Damages Flashcards
White & Carter (Councils) Ltd v. McGregor [1962] AC 413(Snow White in a bin wheeling around Jimmy Carter - 39th president of the USA)
The claimant supplied bins to the local authority and were allowed to display adverts on these bins.The claimant entered into contract with garage for 3 years. Contract stated 3 annual payments due OR up front payment made. Manager called up on day contract had been made to cancel. Claimant ignored the defendant’s communication and carried on.Held:The House of Lords held that the claimant was not obliged to accept the breach of contract and could continue with the contract. They were thus entitled to full payment for the three years advertising.(This case seems to ignore the general rule of the duty to mitigate loss applicable to claims for damages).

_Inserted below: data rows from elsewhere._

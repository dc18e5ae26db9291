//! CLI-specific functionality for the sandbox server
//!
//! This module contains argument parsing and configuration discovery.

pub mod args;
pub mod config;

pub use args::{Args, Commands, ExecutionMode};
pub use config::{
    ConfigDiscovery, ConfigError, ConfigOverrides, DEFAULT_LOG_FILTER, DownloadSettings,
    RuntimeSettings, ServerConfig, ServerSettings, WorkspaceSettings,
};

Frost v Knight (1872) LR 7 EXCH 111 COCKBURN CJ
Marriage contract upon father’s death. Father was still alive when defendant gave notice he was going to breach the contract. Contract had not been fulfilled yet. Was found claimant could either wait until time of contract to claim damages or bring an action on breach immediately. “The promisee may treat the notice of intention as inoperative, and await the time when the contract is to be executed, and then hold the other party responsible for all the consequences of non-performance: but in that case he keeps the contract alive. He may treat the repudiation as a wrongful putting an end to the contract, and he may at once bring his action as on a breach; he will be entitled to such damages as would have arisen from the non-performance of the contract.”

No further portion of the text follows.